Comme chacun sait, au commencement, il n'y avait rien. Zéro étant l'inexistence, il n'était même pas une bulle.
Et puis, du hasard du néant, du vide absolu, émergea le Un.
Comme il ne trouvait rien autour, Un se prit pour tout. "Je suis unique! , clama-t-il, l'univers est Un et tout n'est qu'une seule chose: Moi!". Un, ivre d'existence, certain, impudent, imbu de lui-même, imperturbable, promenait son entièreté mégalomaniaque dans l'inconsistance. Droit comme un 1, fier comme un paon, dictateur du rien, Un se pavanait... Et finit par se lasser.
"Quel Untérêt qu'il y ait quelque chose, enfUn, si personne ne le voit? Je voudrais être quelqu'Un... mais sans copUns... Un, sans riUn d'autre, sept et trois... C'est trop étroit... Seul, je suis inutile! Je suis vUn!"
Un comprit que sans le regard de l'autre, il ne valait pas mieux que ce néant béant qui l'entourait.

D'un miracle opportUn, vingt le Deux. "Deux, sept un plus", se dit le Un satisfait. Bien vite, il réalisa que Deux, c'était beaucoup mieux que ça. À deux, ils commencèrent à compter. L'un pour l'autre. Un, Deux, Un, Deux, ça marchait bien entre eux. Deux créa l'ombre pour qu'on voie la lumière, Deux créa le silence pour qu'on entende la musique, Deux créa le non pour que Un lui dise oui. Par Deux, on put aussi multiplier: de foi, tout devient possible. Bref, Deux créa le monde.

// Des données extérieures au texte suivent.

//! Persisted emotion label vocabulary.
//!
//! The classifier outputs an integer class index; this table maps it back to
//! a label. The mapping is a versioned artifact stored next to the model so
//! the training-time encoding order travels with the weights instead of
//! being recomputed from a source literal.

use serde::{Deserialize, Serialize};
use std::path::{Path, PathBuf};
use thiserror::Error;

/// Errors that can occur loading or validating the vocabulary
#[derive(Debug, Error)]
pub enum LabelError {
    #[error("Label vocabulary not found at path: {0}")]
    NotFound(PathBuf),

    #[error("Failed to read label vocabulary: {0}")]
    Io(#[from] std::io::Error),

    #[error("Failed to parse label vocabulary: {0}")]
    Parse(#[from] serde_json::Error),

    #[error("Invalid label vocabulary: {0}")]
    Invalid(String),
}

/// Ordered label table. Index order must match the encoding used when the
/// model was trained.
#[derive(Debug, Clone, Serialize, Deserialize)]
pub struct LabelVocabulary {
    pub schema_version: u32,
    labels: Vec<String>,
}

impl LabelVocabulary {
    /// The 8 emotions of the trained classifier, in encoder order.
    ///
    /// The training encoder assigned indices by sorting the label set, so
    /// the persisted order is lexicographic.
    pub fn observed_emotions() -> Self {
        Self {
            schema_version: 1,
            labels: [
                "angry",
                "calm",
                "disgust",
                "fearful",
                "happy",
                "neutral",
                "sad",
                "surprised",
            ]
            .iter()
            .map(|s| s.to_string())
            .collect(),
        }
    }

    /// Load and validate a vocabulary artifact
    pub fn load(path: &Path) -> Result<Self, LabelError> {
        if !path.exists() {
            return Err(LabelError::NotFound(path.to_path_buf()));
        }
        let content = std::fs::read_to_string(path)?;
        let vocabulary: Self = serde_json::from_str(&content)?;
        vocabulary.validate()?;
        Ok(vocabulary)
    }

    /// Save the vocabulary artifact
    pub fn save(&self, path: &Path) -> Result<(), LabelError> {
        if let Some(parent) = path.parent() {
            std::fs::create_dir_all(parent)?;
        }
        let content = serde_json::to_string_pretty(self)?;
        std::fs::write(path, content)?;
        Ok(())
    }

    fn validate(&self) -> Result<(), LabelError> {
        if self.labels.is_empty() {
            return Err(LabelError::Invalid("empty label list".to_string()));
        }
        for (i, label) in self.labels.iter().enumerate() {
            if self.labels[..i].contains(label) {
                return Err(LabelError::Invalid(format!("duplicate label: {label}")));
            }
        }
        Ok(())
    }

    /// Label for a predicted class index
    pub fn label(&self, index: usize) -> Option<&str> {
        self.labels.get(index).map(|s| s.as_str())
    }

    pub fn len(&self) -> usize {
        self.labels.len()
    }

    pub fn is_empty(&self) -> bool {
        self.labels.is_empty()
    }

    pub fn contains(&self, label: &str) -> bool {
        self.labels.iter().any(|l| l == label)
    }
}
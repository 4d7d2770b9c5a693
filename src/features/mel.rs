//! Triangular mel filterbank applied to STFT power spectra.

/// Convert frequency to mel scale
fn hz_to_mel(hz: f32) -> f32 {
    2595.0 * (1.0 + hz / 700.0).log10()
}

/// Convert mel scale to frequency
fn mel_to_hz(mel: f32) -> f32 {
    700.0 * (10.0_f32.powf(mel / 2595.0) - 1.0)
}

/// Pre-computed mel filterbank
pub struct MelFilterbank {
    filters: Vec<Vec<f32>>,
}

impl MelFilterbank {
    /// Build `n_mels` triangular filters spanning `fmin..fmax`, expressed as
    /// weights over `n_fft_bins` FFT bins.
    pub fn new(n_mels: usize, n_fft_bins: usize, sample_rate: f32, fmin: f32, fmax: f32) -> Self {
        let mel_min = hz_to_mel(fmin);
        let mel_max = hz_to_mel(fmax);
        let mel_step = (mel_max - mel_min) / (n_mels + 1) as f32;

        // Band edges: n_mels + 2 points equally spaced on the mel scale,
        // mapped to fractional FFT bin positions
        let bin_points: Vec<f32> = (0..n_mels + 2)
            .map(|i| {
                let hz = mel_to_hz(mel_min + mel_step * i as f32);
                (n_fft_bins as f32 - 1.0) * hz / (sample_rate / 2.0)
            })
            .collect();

        let filters = (0..n_mels)
            .map(|m| {
                let (left, center, right) = (bin_points[m], bin_points[m + 1], bin_points[m + 2]);
                let mut filter = vec![0.0f32; n_fft_bins];
                for (bin, weight) in filter.iter_mut().enumerate() {
                    let bin_f = bin as f32;
                    if bin_f >= left && bin_f < center {
                        *weight = (bin_f - left) / (center - left);
                    } else if bin_f >= center && bin_f <= right {
                        *weight = (right - bin_f) / (right - center);
                    }
                }
                filter
            })
            .collect();

        Self { filters }
    }

    /// Mel-band energies for one power spectrum frame
    pub fn apply(&self, power_spec: &[f32]) -> Vec<f32> {
        self.filters
            .iter()
            .map(|filter| {
                filter
                    .iter()
                    .zip(power_spec.iter())
                    .map(|(w, p)| w * p)
                    .sum()
            })
            .collect()
    }
}
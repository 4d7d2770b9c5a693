//! Acoustic feature extraction.
//!
//! Five feature groups, each averaged over time and concatenated in a fixed
//! order: cepstral coefficients (40), chroma (12), mel-band energies (128),
//! mean pitch (1), RMS energy (1). Groups can be toggled individually; all
//! are enabled by default.

mod chroma;
mod mel;
mod mfcc;
mod pitch;
mod stft;

use thiserror::Error;

use crate::config::AnalysisConfig;
use chroma::ChromaFolder;
use mel::MelFilterbank;
use mfcc::Dct;
use stft::Stft;

/// Errors that can occur during feature extraction
#[derive(Debug, Error)]
pub enum FeatureError {
    #[error("Audio clip contains no samples")]
    EmptyAudio,

    #[error("Invalid sample rate: {0}")]
    InvalidSampleRate(u32),

    #[error("FFT failed: {0}")]
    Fft(String),
}

/// Which feature groups to compute
#[derive(Debug, Clone, Copy)]
pub struct FeatureSelection {
    pub mfcc: bool,
    pub chroma: bool,
    pub mel: bool,
    pub pitch: bool,
    pub energy: bool,
}

impl Default for FeatureSelection {
    fn default() -> Self {
        Self {
            mfcc: true,
            chroma: true,
            mel: true,
            pitch: true,
            energy: true,
        }
    }
}

/// Feature extractor for one clip's sample rate.
///
/// The filterbanks depend on the clip's native sample rate, so an extractor
/// is built per request from the shared analysis parameters.
pub struct FeatureExtractor {
    config: AnalysisConfig,
    sample_rate: u32,
    stft: Stft,
    mel: MelFilterbank,
    dct: Dct,
    chroma: ChromaFolder,
}

impl FeatureExtractor {
    pub fn new(config: AnalysisConfig, sample_rate: u32) -> Result<Self, FeatureError> {
        if sample_rate == 0 {
            return Err(FeatureError::InvalidSampleRate(sample_rate));
        }

        let stft = Stft::new(config.n_fft, config.hop_length);
        let mel = MelFilterbank::new(
            config.n_mels,
            stft.n_bins(),
            sample_rate as f32,
            config.fmin,
            sample_rate as f32 / 2.0,
        );
        let dct = Dct::new(config.n_mfcc, config.n_mels);
        let chroma = ChromaFolder::new(
            config.n_chroma,
            stft.n_bins(),
            config.n_fft,
            sample_rate as f32,
        );

        Ok(Self {
            config,
            sample_rate,
            stft,
            mel,
            dct,
            chroma,
        })
    }

    /// Extract the concatenated feature sequence for `samples`.
    ///
    /// Enabled groups are appended in a fixed order: cepstral coefficients,
    /// chroma, mel energies, pitch, RMS energy.
    pub fn extract(
        &mut self,
        samples: &[f32],
        selection: FeatureSelection,
    ) -> Result<Vec<f32>, FeatureError> {
        if samples.is_empty() {
            return Err(FeatureError::EmptyAudio);
        }

        let spectra = if selection.mfcc || selection.chroma || selection.mel {
            self.stft.power_spectra(samples)?
        } else {
            Vec::new()
        };

        let mut features = Vec::new();

        if selection.mfcc {
            let coeff_frames = spectra.iter().map(|spec| {
                let log_mel: Vec<f32> = self
                    .mel
                    .apply(spec)
                    .into_iter()
                    .map(|e| (e + self.config.log_offset).ln())
                    .collect();
                self.dct.apply(&log_mel)
            });
            features.extend(mean_over_frames(coeff_frames, self.config.n_mfcc));
        }

        if selection.chroma {
            let chroma_frames = spectra.iter().map(|spec| self.chroma.apply(spec));
            features.extend(mean_over_frames(chroma_frames, self.config.n_chroma));
        }

        if selection.mel {
            let mel_frames = spectra.iter().map(|spec| self.mel.apply(spec));
            features.extend(mean_over_frames(mel_frames, self.config.n_mels));
        }

        if selection.pitch {
            features.push(pitch::mean_pitch(samples, self.sample_rate as usize));
        }

        if selection.energy {
            features.push(self.mean_rms(samples));
        }

        Ok(features)
    }

    /// Mean per-frame RMS energy
    fn mean_rms(&self, samples: &[f32]) -> f32 {
        let frame_len = self.config.n_fft;
        let hop = self.config.hop_length;

        let n_frames = if samples.len() >= frame_len {
            1 + (samples.len() - frame_len) / hop
        } else {
            1
        };

        let mut sum = 0.0f32;
        for frame_idx in 0..n_frames {
            let start = frame_idx * hop;
            let end = (start + frame_len).min(samples.len());
            // Denominator stays at the full frame length: the tail frame is
            // implicitly zero-padded
            let power: f32 = samples[start..end].iter().map(|s| s * s).sum::<f32>()
                / frame_len as f32;
            sum += power.sqrt();
        }
        sum / n_frames as f32
    }
}

/// Column-wise mean across frames
fn mean_over_frames<I>(frames: I, width: usize) -> Vec<f32>
where
    I: Iterator<Item = Vec<f32>>,
{
    let mut sums = vec![0.0f32; width];
    let mut count = 0usize;

    for frame in frames {
        for (acc, v) in sums.iter_mut().zip(frame.iter()) {
            *acc += v;
        }
        count += 1;
    }

    if count > 0 {
        for acc in sums.iter_mut() {
            *acc /= count as f32;
        }
    }
    sums
}

#[cfg(test)]
mod tests {
    use super::*;
    use std::f32::consts::PI;

    const SAMPLE_RATE: u32 = 22050;

    fn generate_sine(freq: f32, duration_ms: u32) -> Vec<f32> {
        let num_samples = (SAMPLE_RATE * duration_ms / 1000) as usize;
        (0..num_samples)
            .map(|i| {
                let t = i as f32 / SAMPLE_RATE as f32;
                (2.0 * PI * freq * t).sin() * 0.5
            })
            .collect()
    }

    fn extractor() -> FeatureExtractor {
        FeatureExtractor::new(AnalysisConfig::default(), SAMPLE_RATE).unwrap()
    }

    #[test]
    fn test_full_selection_length() {
        let mut ext = extractor();
        let samples = generate_sine(200.0, 800);
        let features = ext.extract(&samples, FeatureSelection::default()).unwrap();

        // 40 mfcc + 12 chroma + 128 mel + pitch + energy
        assert_eq!(features.len(), 182);
    }

    #[test]
    fn test_length_is_stable_across_clips() {
        let mut ext = extractor();
        let short = ext
            .extract(&generate_sine(150.0, 300), FeatureSelection::default())
            .unwrap();
        let long = ext
            .extract(&generate_sine(330.0, 1500), FeatureSelection::default())
            .unwrap();
        assert_eq!(short.len(), long.len());
    }

    #[test]
    fn test_silence_keeps_layout_with_nan_pitch() {
        let mut ext = extractor();
        let samples = vec![0.0f32; SAMPLE_RATE as usize];
        let features = ext.extract(&samples, FeatureSelection::default()).unwrap();

        assert_eq!(features.len(), 182);
        // Unvoiced input: the pitch slot is the mean of an empty set
        assert!(features[180].is_nan());
        // Silence has zero energy
        assert_eq!(features[181], 0.0);
    }

    #[test]
    fn test_tone_pitch_and_energy_slots() {
        let mut ext = extractor();
        let samples = generate_sine(220.0, 1000);
        let features = ext.extract(&samples, FeatureSelection::default()).unwrap();

        let pitch = features[180];
        assert!(
            (pitch - 220.0).abs() < 20.0,
            "expected ~220 Hz pitch, got {}",
            pitch
        );
        assert!(features[181] > 0.1, "expected audible RMS energy");
    }

    #[test]
    fn test_group_toggles_shrink_output() {
        let mut ext = extractor();
        let samples = generate_sine(200.0, 500);

        let only_mel = FeatureSelection {
            mfcc: false,
            chroma: false,
            mel: true,
            pitch: false,
            energy: false,
        };
        assert_eq!(ext.extract(&samples, only_mel).unwrap().len(), 128);

        let no_spectral = FeatureSelection {
            mfcc: false,
            chroma: false,
            mel: false,
            pitch: true,
            energy: true,
        };
        assert_eq!(ext.extract(&samples, no_spectral).unwrap().len(), 2);
    }

    #[test]
    fn test_extraction_is_deterministic() {
        let mut ext = extractor();
        let samples = generate_sine(180.0, 600);

        let a = ext.extract(&samples, FeatureSelection::default()).unwrap();
        let b = ext.extract(&samples, FeatureSelection::default()).unwrap();
        assert_eq!(a, b);
    }

    #[test]
    fn test_empty_audio_rejected() {
        let mut ext = extractor();
        assert!(matches!(
            ext.extract(&[], FeatureSelection::default()),
            Err(FeatureError::EmptyAudio)
        ));
    }

    #[test]
    fn test_zero_sample_rate_rejected() {
        assert!(matches!(
            FeatureExtractor::new(AnalysisConfig::default(), 0),
            Err(FeatureError::InvalidSampleRate(0))
        ));
    }
}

Se complétant, se reflétant, Deux posant l'alternative et Un unifiant, chacun ému du travail de l'autre, Un et Deux devinrent Untimes, Unséparables. Bras Deuxsus-bras Deuxsous, de treize agréables réveils en douze après-midi, vingt une nuit où, de la tiéDeuxr d'un câlUn, naquit une étrangeté inattendue: le Trois.
...Et avec lui, une tornade de changements! Trois déstabilisa tout ce qui tenait debout. Trois virevoltait, Trois valsait, quelle idée! Trois, marginal, instable, déraisonnable, se déclara artiste et inventa de farfelues inutilités: Un et Deux ne comprirent rien au gris, qui n'était ni blanc ni noir. Ils cherchèrent longtemps la signification du peut-être, sans jamais la seizir. Ils jugèrent que leur produit, ni à droite ni à gauche, fréquentait un milieu malcin,quante à sa passion pour l'incertain, elle les minait profondément. Excédés, ils tentèrent d'en dixcuter:
"Regarde-le! C'est indécent, ce n'est qu'un bon à rien! Tout est ta faute! Avant toi, je régnais dans l'absolu, sans peine et sans fatigue!
- ...et sans joie et sans énergie...
- Mais tout était clair! J'étais tout!
- ...et tu n'étais rien! Ah, soupira Deux, je crois bien, c'est vrai, que cette nuit-là où nous nous sommes additionnés, nous avons fait un impair... Mais c'est de toi qu'il tient, assurément", ajouta-t-il dans un sourire narquois.
- "Vraiment? Et cent toi, comment me serais-je multiplié? C'en est trop! Ne compte plus sur moi!"
Un, survolté et humillier, s'enfhuit.

Deux s'assix seul sur son séant, sachant, soucieux, que siéger en ce rien sans son cher Un, c'est sûr, c'est incentsé... (et imprononçable, en plus.)
"Je viens de nous diviser", centglotta Deux. "Un a toujours été là pour rassembler, unir, tout intégrer, et moi, je ne sais que scinder! Septerrible! Sixeulement je savais comment..."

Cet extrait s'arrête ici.